> **What is expected**
What you return should be the lines of the data containing "XsdDecimal", each in full.

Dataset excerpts

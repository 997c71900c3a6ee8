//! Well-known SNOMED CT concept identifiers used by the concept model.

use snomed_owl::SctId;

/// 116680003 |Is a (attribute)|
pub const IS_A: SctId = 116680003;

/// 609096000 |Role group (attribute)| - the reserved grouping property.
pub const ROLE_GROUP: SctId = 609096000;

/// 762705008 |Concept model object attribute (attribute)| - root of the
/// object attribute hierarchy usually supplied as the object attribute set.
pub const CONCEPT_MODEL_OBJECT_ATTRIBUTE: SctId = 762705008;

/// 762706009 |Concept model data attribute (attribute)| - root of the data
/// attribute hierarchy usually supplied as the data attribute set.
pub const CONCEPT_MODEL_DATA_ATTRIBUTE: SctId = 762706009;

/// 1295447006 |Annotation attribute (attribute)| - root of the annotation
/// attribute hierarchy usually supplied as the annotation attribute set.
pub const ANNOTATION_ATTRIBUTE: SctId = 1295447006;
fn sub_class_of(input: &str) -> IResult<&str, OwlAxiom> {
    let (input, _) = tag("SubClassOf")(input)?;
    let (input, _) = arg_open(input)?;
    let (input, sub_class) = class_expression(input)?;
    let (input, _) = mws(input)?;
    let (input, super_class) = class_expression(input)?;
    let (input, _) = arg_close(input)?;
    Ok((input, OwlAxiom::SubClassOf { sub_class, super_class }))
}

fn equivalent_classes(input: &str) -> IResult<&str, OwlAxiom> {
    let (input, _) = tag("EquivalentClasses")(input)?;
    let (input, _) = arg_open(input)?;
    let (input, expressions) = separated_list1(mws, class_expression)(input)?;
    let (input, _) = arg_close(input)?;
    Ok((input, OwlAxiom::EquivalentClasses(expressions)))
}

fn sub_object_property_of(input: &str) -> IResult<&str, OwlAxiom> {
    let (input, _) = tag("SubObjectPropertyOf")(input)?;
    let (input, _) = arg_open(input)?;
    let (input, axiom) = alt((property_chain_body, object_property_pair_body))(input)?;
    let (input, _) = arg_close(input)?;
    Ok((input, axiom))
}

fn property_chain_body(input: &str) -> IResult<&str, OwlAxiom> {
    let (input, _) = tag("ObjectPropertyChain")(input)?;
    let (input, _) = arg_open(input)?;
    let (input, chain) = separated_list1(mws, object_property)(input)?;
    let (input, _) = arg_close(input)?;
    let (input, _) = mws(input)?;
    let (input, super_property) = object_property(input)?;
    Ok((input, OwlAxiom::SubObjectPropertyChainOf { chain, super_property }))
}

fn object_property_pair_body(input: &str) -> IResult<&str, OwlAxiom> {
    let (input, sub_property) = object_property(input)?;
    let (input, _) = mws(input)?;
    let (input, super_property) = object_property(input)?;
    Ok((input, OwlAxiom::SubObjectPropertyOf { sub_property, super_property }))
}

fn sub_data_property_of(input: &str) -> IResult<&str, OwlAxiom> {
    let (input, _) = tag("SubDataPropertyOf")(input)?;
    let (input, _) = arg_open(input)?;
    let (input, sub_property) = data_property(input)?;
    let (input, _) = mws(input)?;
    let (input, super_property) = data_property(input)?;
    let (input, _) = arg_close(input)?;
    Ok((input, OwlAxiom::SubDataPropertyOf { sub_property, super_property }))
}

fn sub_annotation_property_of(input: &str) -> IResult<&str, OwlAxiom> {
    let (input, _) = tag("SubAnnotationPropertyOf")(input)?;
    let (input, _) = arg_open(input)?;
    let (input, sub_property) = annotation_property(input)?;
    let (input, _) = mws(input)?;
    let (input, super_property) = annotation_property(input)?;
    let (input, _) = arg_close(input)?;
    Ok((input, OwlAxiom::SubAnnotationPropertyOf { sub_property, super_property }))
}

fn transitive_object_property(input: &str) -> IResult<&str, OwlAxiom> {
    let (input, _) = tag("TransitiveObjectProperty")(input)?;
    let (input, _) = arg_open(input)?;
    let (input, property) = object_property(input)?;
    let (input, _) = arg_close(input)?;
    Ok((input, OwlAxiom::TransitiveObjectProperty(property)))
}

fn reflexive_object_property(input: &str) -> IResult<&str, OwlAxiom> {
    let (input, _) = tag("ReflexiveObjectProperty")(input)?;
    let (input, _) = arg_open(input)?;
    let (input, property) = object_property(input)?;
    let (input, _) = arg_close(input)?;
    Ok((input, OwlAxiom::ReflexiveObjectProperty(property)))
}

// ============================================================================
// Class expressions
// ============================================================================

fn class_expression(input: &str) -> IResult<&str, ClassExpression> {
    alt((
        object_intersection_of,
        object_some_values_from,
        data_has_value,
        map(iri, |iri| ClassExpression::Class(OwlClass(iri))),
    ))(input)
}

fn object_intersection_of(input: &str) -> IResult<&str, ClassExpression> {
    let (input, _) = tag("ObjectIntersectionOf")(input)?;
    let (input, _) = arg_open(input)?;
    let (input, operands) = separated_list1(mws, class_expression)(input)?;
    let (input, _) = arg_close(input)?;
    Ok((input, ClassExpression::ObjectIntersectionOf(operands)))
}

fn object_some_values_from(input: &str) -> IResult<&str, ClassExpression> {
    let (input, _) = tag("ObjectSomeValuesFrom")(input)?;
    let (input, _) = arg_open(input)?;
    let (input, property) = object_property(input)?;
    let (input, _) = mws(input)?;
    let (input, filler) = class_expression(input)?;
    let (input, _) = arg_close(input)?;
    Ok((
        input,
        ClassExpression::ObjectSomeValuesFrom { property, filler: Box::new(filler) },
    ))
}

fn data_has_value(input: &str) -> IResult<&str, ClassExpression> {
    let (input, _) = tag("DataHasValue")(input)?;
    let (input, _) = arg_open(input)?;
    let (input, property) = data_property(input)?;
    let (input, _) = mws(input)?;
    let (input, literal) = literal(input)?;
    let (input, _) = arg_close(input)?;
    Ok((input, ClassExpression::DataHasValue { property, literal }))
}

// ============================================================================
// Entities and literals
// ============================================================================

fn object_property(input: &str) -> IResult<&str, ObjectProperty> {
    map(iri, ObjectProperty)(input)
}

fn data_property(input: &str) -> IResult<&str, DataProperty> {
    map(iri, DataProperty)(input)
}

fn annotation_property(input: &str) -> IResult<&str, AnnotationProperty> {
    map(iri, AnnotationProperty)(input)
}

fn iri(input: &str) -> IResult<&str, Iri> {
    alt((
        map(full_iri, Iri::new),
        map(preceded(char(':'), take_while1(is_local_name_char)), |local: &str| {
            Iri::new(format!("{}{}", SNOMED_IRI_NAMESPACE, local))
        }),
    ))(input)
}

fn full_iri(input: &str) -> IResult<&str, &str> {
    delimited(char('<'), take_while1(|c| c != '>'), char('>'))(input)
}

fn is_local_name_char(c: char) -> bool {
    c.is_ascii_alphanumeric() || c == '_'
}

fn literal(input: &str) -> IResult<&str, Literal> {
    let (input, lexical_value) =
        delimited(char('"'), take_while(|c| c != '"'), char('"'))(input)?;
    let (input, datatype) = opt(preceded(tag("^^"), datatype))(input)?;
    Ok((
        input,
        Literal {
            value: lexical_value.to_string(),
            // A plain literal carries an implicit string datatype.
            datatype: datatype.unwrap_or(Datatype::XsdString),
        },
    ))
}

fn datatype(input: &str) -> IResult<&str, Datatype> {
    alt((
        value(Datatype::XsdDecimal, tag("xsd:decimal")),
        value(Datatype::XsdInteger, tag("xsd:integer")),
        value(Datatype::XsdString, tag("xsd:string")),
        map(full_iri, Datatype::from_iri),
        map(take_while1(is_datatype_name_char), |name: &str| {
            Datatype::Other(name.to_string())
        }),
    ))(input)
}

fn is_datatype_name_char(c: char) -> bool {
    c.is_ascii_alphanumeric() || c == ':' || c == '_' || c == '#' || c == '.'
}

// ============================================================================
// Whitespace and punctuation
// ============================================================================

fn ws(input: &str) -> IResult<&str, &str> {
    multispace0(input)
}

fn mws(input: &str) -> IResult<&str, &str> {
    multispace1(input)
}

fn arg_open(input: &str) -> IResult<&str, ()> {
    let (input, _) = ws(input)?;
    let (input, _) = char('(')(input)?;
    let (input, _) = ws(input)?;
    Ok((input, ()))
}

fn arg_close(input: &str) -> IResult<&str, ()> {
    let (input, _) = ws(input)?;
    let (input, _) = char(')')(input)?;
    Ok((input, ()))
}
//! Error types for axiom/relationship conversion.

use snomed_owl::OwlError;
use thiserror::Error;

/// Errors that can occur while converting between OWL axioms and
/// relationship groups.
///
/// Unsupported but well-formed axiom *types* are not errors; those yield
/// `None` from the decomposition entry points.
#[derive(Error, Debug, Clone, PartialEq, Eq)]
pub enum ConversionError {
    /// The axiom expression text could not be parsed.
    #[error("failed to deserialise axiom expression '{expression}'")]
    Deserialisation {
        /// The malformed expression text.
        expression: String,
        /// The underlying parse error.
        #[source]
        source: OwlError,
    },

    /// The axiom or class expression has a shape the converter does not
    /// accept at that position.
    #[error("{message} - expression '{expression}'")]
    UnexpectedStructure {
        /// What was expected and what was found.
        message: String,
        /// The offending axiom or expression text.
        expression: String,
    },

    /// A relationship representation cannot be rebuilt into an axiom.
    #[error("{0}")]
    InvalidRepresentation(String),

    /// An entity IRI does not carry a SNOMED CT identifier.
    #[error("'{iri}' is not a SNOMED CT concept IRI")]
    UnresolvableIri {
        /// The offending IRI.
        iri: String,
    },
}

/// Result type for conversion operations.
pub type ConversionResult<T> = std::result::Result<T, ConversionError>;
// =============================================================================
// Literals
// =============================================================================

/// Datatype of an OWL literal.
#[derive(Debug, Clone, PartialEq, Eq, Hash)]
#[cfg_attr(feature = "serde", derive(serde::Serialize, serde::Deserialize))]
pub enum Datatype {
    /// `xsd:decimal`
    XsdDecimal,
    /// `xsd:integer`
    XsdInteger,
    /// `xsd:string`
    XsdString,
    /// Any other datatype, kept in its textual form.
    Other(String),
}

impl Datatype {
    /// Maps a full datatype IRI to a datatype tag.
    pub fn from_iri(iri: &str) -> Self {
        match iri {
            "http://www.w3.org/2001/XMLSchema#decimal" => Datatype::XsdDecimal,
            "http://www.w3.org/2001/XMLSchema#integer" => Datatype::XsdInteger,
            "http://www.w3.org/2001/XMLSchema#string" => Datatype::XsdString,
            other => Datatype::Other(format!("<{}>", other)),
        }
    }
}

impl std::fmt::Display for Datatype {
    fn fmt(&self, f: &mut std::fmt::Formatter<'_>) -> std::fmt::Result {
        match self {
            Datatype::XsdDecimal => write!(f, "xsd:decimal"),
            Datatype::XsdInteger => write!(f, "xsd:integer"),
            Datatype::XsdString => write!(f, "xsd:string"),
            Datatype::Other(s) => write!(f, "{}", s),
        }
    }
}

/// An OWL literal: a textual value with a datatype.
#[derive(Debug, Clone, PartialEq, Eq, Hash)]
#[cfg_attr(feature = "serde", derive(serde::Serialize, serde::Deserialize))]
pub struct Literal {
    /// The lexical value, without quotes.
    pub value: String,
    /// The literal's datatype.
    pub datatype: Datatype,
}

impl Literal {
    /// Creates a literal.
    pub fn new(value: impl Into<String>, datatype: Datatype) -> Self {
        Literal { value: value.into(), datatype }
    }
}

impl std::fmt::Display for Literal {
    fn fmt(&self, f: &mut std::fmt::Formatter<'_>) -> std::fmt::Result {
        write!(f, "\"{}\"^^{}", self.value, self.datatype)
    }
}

> **Reply**
        value(Datatype::XsdDecimal, tag("xsd:decimal")),
    XsdDecimal,
            "http://www.w3.org/2001/XMLSchema#decimal" => Datatype::XsdDecimal,
            Datatype::XsdDecimal => write!(f, "xsd:decimal"),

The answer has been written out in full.